** GIVEN DATA follows **

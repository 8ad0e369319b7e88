//! Actions that can be triggered by keybindings
//!
//! This module defines all the actions that can be bound to keys.
//! Each action represents a single, atomic operation in the UI.

use serde::{Deserialize, Serialize};

/// All mappable UI actions
#[derive(Debug, Clone, PartialEq, Eq, Hash, Serialize, Deserialize)]
#[serde(rename_all = "snake_case")]
pub enum Action {
    // ========== Global Actions ==========
    /// Quit the application
    Quit,
    /// Continue to the next step, or submit on the last one
    NextStep,
    /// Go back one step
    PrevStep,
    /// Skip registration (one-shot)
    Skip,

    // ========== Form Navigation ==========
    /// Move focus to the next field
    FocusNext,
    /// Move focus to the previous field
    FocusPrev,
    /// Activate the focused element (cycle selector, open file picker)
    Activate,
    /// Cursor left, or previous option on a selector
    Left,
    /// Cursor right, or next option on a selector
    Right,

    // ========== Text Editing ==========
    /// Delete character before cursor
    Backspace,
    /// Delete character at cursor
    Delete,
    /// Delete word before cursor
    DeleteWordBack,
    /// Delete from cursor to start of line
    DeleteToStart,
    /// Move cursor to start of line
    MoveCursorStart,
    /// Move cursor to end of line
    MoveCursorEnd,

    // ========== File Picker ==========
    /// Attach the file at the entered path
    Confirm,
    /// Close the picker without choosing a file
    Cancel,
}

impl Action {
    /// Short description for hint bars
    pub fn description(&self) -> &'static str {
        match self {
            Action::Quit => "quit",
            Action::NextStep => "continue",
            Action::PrevStep => "back",
            Action::Skip => "skip",
            Action::FocusNext => "next field",
            Action::FocusPrev => "prev field",
            Action::Activate => "select",
            Action::Left => "left",
            Action::Right => "right",
            Action::Backspace => "backspace",
            Action::Delete => "delete",
            Action::DeleteWordBack => "delete word",
            Action::DeleteToStart => "delete to start",
            Action::MoveCursorStart => "line start",
            Action::MoveCursorEnd => "line end",
            Action::Confirm => "attach",
            Action::Cancel => "cancel",
        }
    }
}

/// Parse an action name string into an Action
pub fn parse_action(name: &str) -> Option<Action> {
    match name {
        "quit" => Some(Action::Quit),
        "next_step" | "continue" => Some(Action::NextStep),
        "prev_step" | "back" => Some(Action::PrevStep),
        "skip" => Some(Action::Skip),
        "focus_next" => Some(Action::FocusNext),
        "focus_prev" => Some(Action::FocusPrev),
        "activate" => Some(Action::Activate),
        "left" => Some(Action::Left),
        "right" => Some(Action::Right),
        "backspace" => Some(Action::Backspace),
        "delete" => Some(Action::Delete),
        "delete_word_back" => Some(Action::DeleteWordBack),
        "delete_to_start" => Some(Action::DeleteToStart),
        "move_cursor_start" => Some(Action::MoveCursorStart),
        "move_cursor_end" => Some(Action::MoveCursorEnd),
        "confirm" => Some(Action::Confirm),
        "cancel" => Some(Action::Cancel),
        _ => None,
    }
}
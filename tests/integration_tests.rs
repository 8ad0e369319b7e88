//! Main entry point for integration tests
//!
//! Run with: `cargo test --test integration_tests`
//!
//! Note: The `common` module is loaded via `#[path]` in the integration module
//! to avoid duplicate module loading issues.

mod integration;

pub use integration::*;
//! CNIC number formatting
//!
//! A CNIC is 13 digits written in 5-7-1 groups: `12345-1234567-1`.

use std::sync::OnceLock;

use regex::Regex;

/// Placeholder shown in an empty CNIC field
pub const CNIC_PLACEHOLDER: &str = "12345-1234567-1";

/// Length of a complete formatted CNIC, hyphens included
pub const CNIC_FORMATTED_LEN: usize = 15;

const CNIC_DIGITS: usize = 13;
const CNIC_PATTERN: &str = r"^[0-9]{5}-[0-9]{7}-[0-9]$";

fn cnic_regex() -> Option<&'static Regex> {
    static RE: OnceLock<Option<Regex>> = OnceLock::new();
    RE.get_or_init(|| Regex::new(CNIC_PATTERN).ok()).as_ref()
}

/// Reformat raw input into CNIC groups.
///
/// Non-digits are dropped first, so formatting is idempotent and can run on
/// every keystroke. Digits past the thirteenth are discarded.
pub fn format_cnic(raw: &str) -> String {
    let digits: String = raw
        .chars()
        .filter(char::is_ascii_digit)
        .take(CNIC_DIGITS)
        .collect();

    match digits.len() {
        0..=5 => digits,
        6..=12 => format!("{}-{}", &digits[..5], &digits[5..]),
        _ => format!("{}-{}-{}", &digits[..5], &digits[5..12], &digits[12..]),
    }
}

/// Whether `value` is a complete, well-formed CNIC
pub fn is_valid_cnic(value: &str) -> bool {
    cnic_regex().is_some_and(|re| re.is_match(value))
}

#[cfg(test)]
mod tests {
    use super::*;
    use proptest::prelude::*;

    #[test]
    fn test_format_full_number() {
        assert_eq!(format_cnic("3520112345671"), "35201-1234567-1");
    }

    #[test]
    fn test_format_partial_groups() {
        assert_eq!(format_cnic(""), "");
        assert_eq!(format_cnic("352"), "352");
        assert_eq!(format_cnic("35201"), "35201");
        assert_eq!(format_cnic("352011"), "35201-1");
        assert_eq!(format_cnic("352011234567"), "35201-1234567");
    }

    #[test]
    fn test_format_strips_noise_and_truncates() {
        assert_eq!(format_cnic("35201-1234567-1"), "35201-1234567-1");
        assert_eq!(format_cnic(" 35 201 abc 1234567 1"), "35201-1234567-1");
        assert_eq!(format_cnic("35201123456719999"), "35201-1234567-1");
        assert_eq!(format_cnic("35201-"), "35201");
    }

    #[test]
    fn test_validity() {
        assert!(is_valid_cnic("35201-1234567-1"));
        assert!(!is_valid_cnic("35201-1234567"));
        assert!(!is_valid_cnic("3520112345671"));
        assert!(!is_valid_cnic("35201-1234567-12"));
        assert!(!is_valid_cnic("3520a-1234567-1"));
    }

    proptest! {
        #[test]
        fn prop_format_is_idempotent(raw in ".{0,40}") {
            let once = format_cnic(&raw);
            prop_assert_eq!(format_cnic(&once), once);
        }

        #[test]
        fn prop_formatted_length_bounded(raw in "[0-9 -]{0,40}") {
            prop_assert!(format_cnic(&raw).len() <= CNIC_FORMATTED_LEN);
        }

        #[test]
        fn prop_thirteen_digits_always_valid(digits in "[0-9]{13,20}") {
            let formatted = format_cnic(&digits);
            prop_assert_eq!(formatted.len(), CNIC_FORMATTED_LEN);
            prop_assert!(is_valid_cnic(&formatted));
        }
    }
}
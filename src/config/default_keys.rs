//! Default keybindings
//!
//! This module defines the default keybindings that are used
//! when no user configuration is present.

use std::collections::HashMap;

use super::keys::{KeyCombo, KeyContext, KeybindingConfig};
use crate::ui::action::Action;

/// Helper to insert a keybinding
fn bind(map: &mut HashMap<KeyCombo, Action>, key: &str, action: Action) {
    if let Ok(combo) = key.parse() {
        map.insert(combo, action);
    }
}

/// Create the default keybindings configuration
pub fn default_keybindings() -> KeybindingConfig {
    let mut config = KeybindingConfig::new();

    // ========== Global Keybindings ==========

    bind(&mut config.global, "C-q", Action::Quit);
    bind(&mut config.global, "C-n", Action::NextStep);
    bind(&mut config.global, "<PageDown>", Action::NextStep);
    bind(&mut config.global, "<CR>", Action::NextStep);
    bind(&mut config.global, "C-p", Action::PrevStep);
    bind(&mut config.global, "<PageUp>", Action::PrevStep);
    bind(&mut config.global, "C-s", Action::Skip);

    // Readline shortcuts (apply to whichever text field has focus)
    bind(&mut config.global, "<BS>", Action::Backspace);
    bind(&mut config.global, "C-h", Action::Backspace);
    bind(&mut config.global, "<Del>", Action::Delete);
    bind(&mut config.global, "C-d", Action::Delete);
    bind(&mut config.global, "C-w", Action::DeleteWordBack);
    bind(&mut config.global, "M-<BS>", Action::DeleteWordBack);
    bind(&mut config.global, "C-u", Action::DeleteToStart);
    bind(&mut config.global, "C-a", Action::MoveCursorStart);
    bind(&mut config.global, "<Home>", Action::MoveCursorStart);
    bind(&mut config.global, "C-e", Action::MoveCursorEnd);
    bind(&mut config.global, "<End>", Action::MoveCursorEnd);
    bind(&mut config.global, "<Left>", Action::Left);
    bind(&mut config.global, "C-b", Action::Left);
    bind(&mut config.global, "<Right>", Action::Right);
    bind(&mut config.global, "C-f", Action::Right);

    // ========== Form ==========

    let form = config.context.entry(KeyContext::Form).or_default();
    bind(form, "<Tab>", Action::FocusNext);
    bind(form, "<Down>", Action::FocusNext);
    bind(form, "<BackTab>", Action::FocusPrev);
    bind(form, "<Up>", Action::FocusPrev);
    bind(form, "<CR>", Action::Activate);

    // ========== File Picker ==========

    let picker = config.context.entry(KeyContext::FilePicker).or_default();
    bind(picker, "<CR>", Action::Confirm);
    bind(picker, "<Esc>", Action::Cancel);

    config
}
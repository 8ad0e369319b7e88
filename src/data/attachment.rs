//! Document photos attached to the registration

use std::fmt;
use std::path::{Path, PathBuf};
use std::sync::Arc;

use thiserror::Error;

use super::form::DocumentType;

#[derive(Error, Debug)]
pub enum AttachmentError {
    #[error("Not a file: {0}")]
    NotAFile(PathBuf),
    #[error("Failed to read {path}: {source}")]
    Io {
        path: PathBuf,
        #[source]
        source: std::io::Error,
    },
}

/// A selected file: display name plus shared content.
///
/// Content lives behind an `Arc` so replacing the form record never copies it.
#[derive(Clone, PartialEq, Eq)]
pub struct FileAttachment {
    pub name: String,
    pub content: Arc<[u8]>,
}

impl FileAttachment {
    pub fn new(name: impl Into<String>, content: impl Into<Arc<[u8]>>) -> Self {
        Self {
            name: name.into(),
            content: content.into(),
        }
    }

    /// Read a file from disk. The attachment is named after the file name.
    pub fn from_path(path: &Path) -> Result<Self, AttachmentError> {
        if !path.is_file() {
            return Err(AttachmentError::NotAFile(path.to_path_buf()));
        }
        let content = std::fs::read(path).map_err(|source| AttachmentError::Io {
            path: path.to_path_buf(),
            source,
        })?;
        let name = path
            .file_name()
            .map(|n| n.to_string_lossy().into_owned())
            .unwrap_or_else(|| path.display().to_string());
        Ok(Self::new(name, content))
    }

    pub fn len(&self) -> usize {
        self.content.len()
    }

    pub fn is_empty(&self) -> bool {
        self.content.is_empty()
    }
}

impl fmt::Debug for FileAttachment {
    fn fmt(&self, f: &mut fmt::Formatter<'_>) -> fmt::Result {
        f.debug_struct("FileAttachment")
            .field("name", &self.name)
            .field("len", &self.content.len())
            .finish()
    }
}

/// Upload slots in the document section
#[derive(Debug, Clone, Copy, PartialEq, Eq, Hash)]
pub enum UploadSlot {
    CnicFront,
    CnicBack,
    PassportPhoto,
}

impl UploadSlot {
    /// Slots shown for a document type, in display order
    pub fn for_document(document_type: DocumentType) -> &'static [UploadSlot] {
        match document_type {
            DocumentType::Cnic => &[UploadSlot::CnicFront, UploadSlot::CnicBack],
            DocumentType::Passport => &[UploadSlot::PassportPhoto],
        }
    }

    pub fn document_type(self) -> DocumentType {
        match self {
            UploadSlot::CnicFront | UploadSlot::CnicBack => DocumentType::Cnic,
            UploadSlot::PassportPhoto => DocumentType::Passport,
        }
    }

    pub fn label(self) -> &'static str {
        match self {
            UploadSlot::CnicFront => "CNIC Front",
            UploadSlot::CnicBack => "CNIC Back",
            UploadSlot::PassportPhoto => "Passport Photo Page",
        }
    }
}
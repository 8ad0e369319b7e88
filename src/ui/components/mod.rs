mod dialog;
mod file_picker;
mod footer;
mod header;
mod identity_step;
mod key_hints;
mod nav_bar;
mod placeholder_step;
mod progress_bar;
mod text_input;
mod theme;
mod toast;

pub use dialog::{DialogFrame, StatusLine};
pub use file_picker::{FilePicker, FilePickerState};
pub use footer::Footer;
pub use header::{Header, SKIP_LABEL, SUBTITLE, TITLE};
pub use identity_step::{IdentityStepView, STEP_TITLE};
pub use key_hints::{hints_for, render_key_hints, KeyHintBarStyle};
pub use nav_bar::{NavBar, BACK_LABEL, CONTINUE_LABEL, SUBMIT_LABEL};
pub use placeholder_step::PlaceholderStepView;
pub use progress_bar::ProgressBar;
pub use text_input::TextInput;
pub use theme::*;
pub use toast::{ToastState, ToastView};
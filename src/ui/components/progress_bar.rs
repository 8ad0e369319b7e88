//! Step progress: a fill gauge over one labelled marker per step

use ratatui::{
    buffer::Buffer,
    layout::{Constraint, Layout, Rect},
    style::{Modifier, Style},
    text::{Line, Span},
    widgets::{Gauge, Paragraph, Widget},
};

use crate::wizard::{Progress, StepStatus};

use super::{ACCENT_PRIMARY, ACCENT_SUCCESS, TEXT_MUTED, TEXT_PRIMARY, TRACK_BG};

pub struct ProgressBar<'a> {
    progress: Progress<'a>,
}

impl<'a> ProgressBar<'a> {
    /// Rows needed: gauge plus marker line
    pub const HEIGHT: u16 = 2;

    pub fn new(progress: Progress<'a>) -> Self {
        Self { progress }
    }

    fn status_style(status: StepStatus) -> Style {
        match status {
            StepStatus::Completed => Style::default().fg(ACCENT_SUCCESS),
            StepStatus::Active => Style::default()
                .fg(ACCENT_PRIMARY)
                .add_modifier(Modifier::BOLD),
            StepStatus::Pending => Style::default().fg(TEXT_MUTED),
        }
    }
}

impl Widget for ProgressBar<'_> {
    fn render(self, area: Rect, buf: &mut Buffer) {
        if area.height == 0 || area.width == 0 {
            return;
        }
        let [gauge_area, markers_area] =
            Layout::vertical([Constraint::Length(1), Constraint::Length(1)]).areas(area);

        Gauge::default()
            .gauge_style(Style::default().fg(ACCENT_PRIMARY).bg(TRACK_BG))
            .ratio(self.progress.fill_ratio())
            .label(Span::styled(
                format!("{}%", self.progress.fill_percent()),
                Style::default().fg(TEXT_PRIMARY),
            ))
            .use_unicode(true)
            .render(gauge_area, buf);

        let count = self.progress.steps().len() as u32;
        if count == 0 {
            return;
        }
        let columns = Layout::horizontal((0..count).map(|_| Constraint::Ratio(1, count)))
            .split(markers_area);

        for ((index, step, status), column) in self.progress.entries().zip(columns.iter()) {
            let style = Self::status_style(status);
            let line = Line::from(vec![
                Span::styled(format!("({})", self.progress.marker(index)), style),
                Span::raw(" "),
                Span::styled(step.name.clone(), style),
            ]);
            Paragraph::new(line).render(*column, buf);
        }
    }
}

#[cfg(test)]
mod tests {
    use super::*;
    use crate::wizard::default_steps;

    fn render(current: usize) -> String {
        let steps = default_steps();
        let area = Rect::new(0, 0, 120, ProgressBar::HEIGHT);
        let mut buf = Buffer::empty(area);
        ProgressBar::new(Progress::new(&steps, current)).render(area, &mut buf);
        (0..area.height)
            .map(|y| {
                (0..area.width)
                    .map(|x| buf[(x, y)].symbol().to_string())
                    .collect::<String>()
            })
            .collect::<Vec<_>>()
            .join("\n")
    }

    #[test]
    fn test_first_step_markers() {
        let out = render(1);
        assert!(out.contains("0%"));
        assert!(out.contains("(1) Identity & Address"));
        assert!(out.contains("(4) Confirmation"));
    }

    #[test]
    fn test_completed_steps_get_check_marks() {
        let out = render(3);
        assert!(out.contains("(✓) Identity & Address"));
        assert!(out.contains("(✓) Personal Details"));
        assert!(out.contains("(3) Verification"));
        assert!(out.contains("67%"));
    }
}
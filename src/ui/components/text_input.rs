//! Single-line text input rendering with a block cursor

use ratatui::{
    buffer::Buffer,
    layout::Rect,
    style::{Modifier, Style},
    widgets::{Paragraph, Widget},
};
use unicode_width::UnicodeWidthChar;

/// A one-row text input. The cursor is drawn only when `cursor` is set.
pub struct TextInput<'a> {
    value: &'a str,
    cursor: Option<usize>,
    placeholder: &'a str,
    style: Style,
    placeholder_style: Style,
}

impl<'a> TextInput<'a> {
    pub fn new(value: &'a str) -> Self {
        Self {
            value,
            cursor: None,
            placeholder: "",
            style: Style::default(),
            placeholder_style: Style::default(),
        }
    }

    /// Cursor position in chars
    pub fn cursor(mut self, cursor: Option<usize>) -> Self {
        self.cursor = cursor;
        self
    }

    pub fn placeholder(mut self, placeholder: &'a str, style: Style) -> Self {
        self.placeholder = placeholder;
        self.placeholder_style = style;
        self
    }

    pub fn style(mut self, style: Style) -> Self {
        self.style = style;
        self
    }

    /// Chars to skip so the cursor column stays inside `width`
    fn scroll_offset(&self, width: u16) -> usize {
        let Some(cursor) = self.cursor else {
            return 0;
        };
        let widths: Vec<usize> = self
            .value
            .chars()
            .take(cursor)
            .map(|c| c.width().unwrap_or(0))
            .collect();
        let mut col: usize = widths.iter().sum();
        let mut skip = 0;
        while col >= width as usize && skip < widths.len() {
            col -= widths[skip];
            skip += 1;
        }
        skip
    }
}

impl Widget for TextInput<'_> {
    fn render(self, area: Rect, buf: &mut Buffer) {
        if area.width == 0 || area.height == 0 {
            return;
        }
        let area = Rect { height: 1, ..area };

        let skip = self.scroll_offset(area.width);
        let visible: String = self.value.chars().skip(skip).collect();

        if self.value.is_empty() {
            Paragraph::new(self.placeholder)
                .style(self.placeholder_style)
                .render(area, buf);
        } else {
            Paragraph::new(visible.as_str())
                .style(self.style)
                .render(area, buf);
        }

        if let Some(cursor) = self.cursor {
            let col: usize = visible
                .chars()
                .take(cursor.saturating_sub(skip))
                .map(|c| c.width().unwrap_or(0))
                .sum();
            let cursor_x = area.x + (col as u16).min(area.width.saturating_sub(1));
            buf[(cursor_x, area.y)].set_style(Style::default().add_modifier(Modifier::REVERSED));
        }
    }
}
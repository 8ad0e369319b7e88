//! Shared test utilities for enroll
//!
//! - TUI terminal testing helpers
//! - Key event builders for driving the app

pub mod keys;
pub mod terminal;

** End of GIVEN DATA **

* TASK PROMPT
Transcribe, with no changes, the listing above from its first line through the line with "Skip registration (one-shot)", including that line, and stop once it is done.

* OUTPUT
repository 8ad0e369319b7e88
//! Actions that can be triggered by keybindings
//!
//! This module defines all the actions that can be bound to keys.
//! Each action represents a single, atomic operation in the UI.

use serde::{Deserialize, Serialize};

/// All mappable UI actions
#[derive(Debug, Clone, PartialEq, Eq, Hash, Serialize, Deserialize)]
#[serde(rename_all = "snake_case")]
pub enum Action {
    // ========== Global Actions ==========
    /// Quit the application
    Quit,
    /// Continue to the next step, or submit on the last one
    NextStep,
    /// Go back one step
    PrevStep,
    /// Skip registration (one-shot)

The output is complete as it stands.